A penúria dos escritores vem de Roma, quando na era de Augusto “ficou estabelecido o mercado do livro”. Todos que participam do processo editorial recebem “um pagamento ou obtém lucro com isso”.
“O único excluído é o autor, sem o qual essa cadeia não existiria”, assinalou Pacheco, e precisamente Cervantes “acabou sendo uma vítima exemplar desta ordem injusta”.
Essa vida de humilhações e fracassos – “não se pode esquecer que graças a isso ele fez sua obra-prima” – tem reflexo no Quixote, que para o poeta mexicano “não é passível de riso. Parece muito triste quanto acontece. Ninguém pode me tirar essa visão doente”, ressaltou.
Em seu discurso, Pacheco lembrou sua imersão infantil na obra de Cervantes, em 1947, quando era menino aos oito anos e foi com sua escola a uma representação do Quixote no Palácio de Belas Artes da Cidade do México.
A obra, adaptada e dirigida por Salvador Novo e musicalizada pelo mexicano Carlos Chávez e o espanhol Jesús Bal y Gal, o despertou para “uma realidade chamada ficção” e para um autor que meio século depois o conduziria à glória literária. “Sem saber”, Pacheco entrou “no que Carlos Fuentes define como o território de La Mancha.

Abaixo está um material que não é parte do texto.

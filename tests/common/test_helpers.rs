use async_trait::async_trait;
use limitguard::{CounterRecord, CounterStore, InMemoryCounterStore, WriteOutcome};
use std::io;
use std::sync::atomic::{AtomicBool, AtomicUsize, Ordering};
use std::sync::{Arc, Mutex};
use tracing_subscriber::fmt::MakeWriter;

/// Counter store that can inject conflicts and outages in front of a real in-memory store.
#[derive(Clone, Default)]
pub struct ScriptedStore {
    inner: InMemoryCounterStore,
    conflicts_left: Arc<AtomicUsize>,
    down: Arc<AtomicBool>,
    stalled: Arc<AtomicBool>,
    updates: Arc<AtomicUsize>,
    inserts: Arc<AtomicUsize>,
}

impl ScriptedStore {
    pub fn new() -> Self {
        Self::default()
    }

    /// Reject the next `n` conditional updates as if another writer got there first.
    pub fn inject_conflicts(&self, n: usize) {
        self.conflicts_left.store(n, Ordering::SeqCst);
    }

    pub fn always_conflict(&self) {
        self.inject_conflicts(usize::MAX);
    }

    pub fn set_down(&self, down: bool) {
        self.down.store(down, Ordering::SeqCst);
    }

    /// Make every read hang until switched off again.
    pub fn stall_reads(&self, stalled: bool) {
        self.stalled.store(stalled, Ordering::SeqCst);
    }

    /// Conditional updates attempted, including rejected ones.
    pub fn updates(&self) -> usize {
        self.updates.load(Ordering::SeqCst)
    }

    pub fn inserts(&self) -> usize {
        self.inserts.load(Ordering::SeqCst)
    }

    pub fn inner(&self) -> &InMemoryCounterStore {
        &self.inner
    }

    fn check_up(&self) -> io::Result<()> {
        if self.down.load(Ordering::SeqCst) {
            Err(io::Error::new(io::ErrorKind::ConnectionRefused, "counter store unavailable"))
        } else {
            Ok(())
        }
    }

    fn take_conflict(&self) -> bool {
        self.conflicts_left
            .fetch_update(Ordering::SeqCst, Ordering::SeqCst, |n| n.checked_sub(1))
            .is_ok()
    }
}

#[async_trait]
impl CounterStore for ScriptedStore {
    type Error = io::Error;

    async fn insert(&self, record: &CounterRecord) -> Result<WriteOutcome, Self::Error> {
        self.check_up()?;
        self.inserts.fetch_add(1, Ordering::SeqCst);
        Ok(self.inner.insert(record).await.unwrap_or(WriteOutcome::Conflict))
    }

    async fn get(&self, key: &str) -> Result<Option<CounterRecord>, Self::Error> {
        self.check_up()?;
        if self.stalled.load(Ordering::SeqCst) {
            std::future::pending::<()>().await;
        }
        Ok(self.inner.get(key).await.unwrap_or(None))
    }

    async fn conditional_update(
        &self,
        key: &str,
        expected: u64,
        new_value: u64,
    ) -> Result<WriteOutcome, Self::Error> {
        self.check_up()?;
        self.updates.fetch_add(1, Ordering::SeqCst);
        if self.take_conflict() {
            return Ok(WriteOutcome::Conflict);
        }
        Ok(self
            .inner
            .conditional_update(key, expected, new_value)
            .await
            .unwrap_or(WriteOutcome::Conflict))
    }
}

/// Captures formatted tracing output for assertions.
#[derive(Clone, Default)]
pub struct SharedWriter(pub Arc<Mutex<Vec<u8>>>);

impl SharedWriter {
    pub fn contents(&self) -> String {
        String::from_utf8(self.0.lock().unwrap().clone()).unwrap()
    }
}

impl<'a> MakeWriter<'a> for SharedWriter {
    type Writer = SharedGuard;
    fn make_writer(&'a self) -> Self::Writer {
        SharedGuard(self.0.clone())
    }
}

pub struct SharedGuard(Arc<Mutex<Vec<u8>>>);

impl io::Write for SharedGuard {
    fn write(&mut self, buf: &[u8]) -> io::Result<usize> {
        self.0.lock().unwrap().extend_from_slice(buf);
        Ok(buf.len())
    }
    fn flush(&mut self) -> io::Result<()> {
        Ok(())
    }
}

Sem nunca mais abandoná-lo”, acrescentou.
É por isso que 52 anos depois, na Feira do Livro de Guadalajara, recebeu uma ligação “ao amanhecer” da ministra espanhola de Cultura, Ángeles González-Sinde, comunicando-o sobre o prêmio que horas antes parecia “muito distante”. “Nunca vou ganhá-lo”, havia dito aos jornalistas.

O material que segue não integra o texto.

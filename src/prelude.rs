//! Convenient re-exports for common limitguard types.
pub use crate::{
    checker::LimitChecker,
    config::{Action, Durability, LimitsConfig},
    enforcement::{with_counter_decrement, with_limit_check},
    error::{CheckError, EnforcementError, LimitError},
    factory::LimitCheckerFactory,
    layer::LimitLayer,
    limit::Limit,
    memory::InMemoryLimitChecker,
    persistent::PersistentLimitChecker,
    retry::RetryConfig,
    store::{CounterStore, InMemoryCounterStore},
};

A ministra “me deu a notícia e eu mergulhei em uma irrealidade quixotesca da qual ainda não acordei”, disse o poeta.
Mas nem tudo no discurso de Pacheco foram referências a Cervantes e ao passado. Ele falou também dos terremotos, da nuvem de cinzas que levou o caos à Europa e sobre a internet: “como tudo, a internet é ao mesmo tempo a câmara dos horrores e o retábulo das maravilhas”.

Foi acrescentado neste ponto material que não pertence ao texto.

//! The capability shared by every checker.
//!
//! Callers pick an implementation by durability:
//! - [`InMemoryLimitChecker`](crate::InMemoryLimitChecker) for single-process enforcement.
//! - [`PersistentLimitChecker`](crate::PersistentLimitChecker) when several processes must
//!   share one limit through a [`CounterStore`](crate::CounterStore).
//!
//! Both answer the same two questions, so code written against `dyn LimitChecker` does not
//! change when the durability requirement does.

use crate::error::CheckError;
use crate::Limit;
use async_trait::async_trait;
use std::sync::Arc;

/// Consume and release permits against a [`Limit`].
#[async_trait]
pub trait LimitChecker: Send + Sync {
    /// Take one permit if the limit allows it.
    ///
    /// `Ok(false)` means the limit is reached. That is a normal outcome, not a fault.
    async fn check_and_consume(&self) -> Result<bool, CheckError>;

    /// Give one permit back.
    ///
    /// `Ok(false)` means nothing was consumed, so there was nothing to release.
    async fn decrement(&self) -> Result<bool, CheckError>;

    /// The ceiling this checker enforces.
    fn limit(&self) -> Limit;
}

#[async_trait]
impl<C> LimitChecker for Arc<C>
where
    C: LimitChecker + ?Sized,
{
    async fn check_and_consume(&self) -> Result<bool, CheckError> {
        (**self).check_and_consume().await
    }

    async fn decrement(&self) -> Result<bool, CheckError> {
        (**self).decrement().await
    }

    fn limit(&self) -> Limit {
        (**self).limit()
    }
}

#[async_trait]
impl<C> LimitChecker for Box<C>
where
    C: LimitChecker + ?Sized,
{
    async fn check_and_consume(&self) -> Result<bool, CheckError> {
        (**self).check_and_consume().await
    }

    async fn decrement(&self) -> Result<bool, CheckError> {
        (**self).decrement().await
    }

    fn limit(&self) -> Limit {
        (**self).limit()
    }
}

Em uma referência à atualidade, encerrou seu discurso: “nada do que ocorre neste cruel 2010 – dos terremotos à nuvem de cinzas, da miséria crescente à inusitada violência que devasta países como o México – era previsível no início do ano. Tudo muda diariamente, tudo se corrompe, tudo se destrói”.
“Em meio à catástrofe, no centro do horror que nos cerca por todos os lados, seguem de pé, e hoje como nunca são capazes de dar-nos respostas, o mistério e a glória do Quixote”.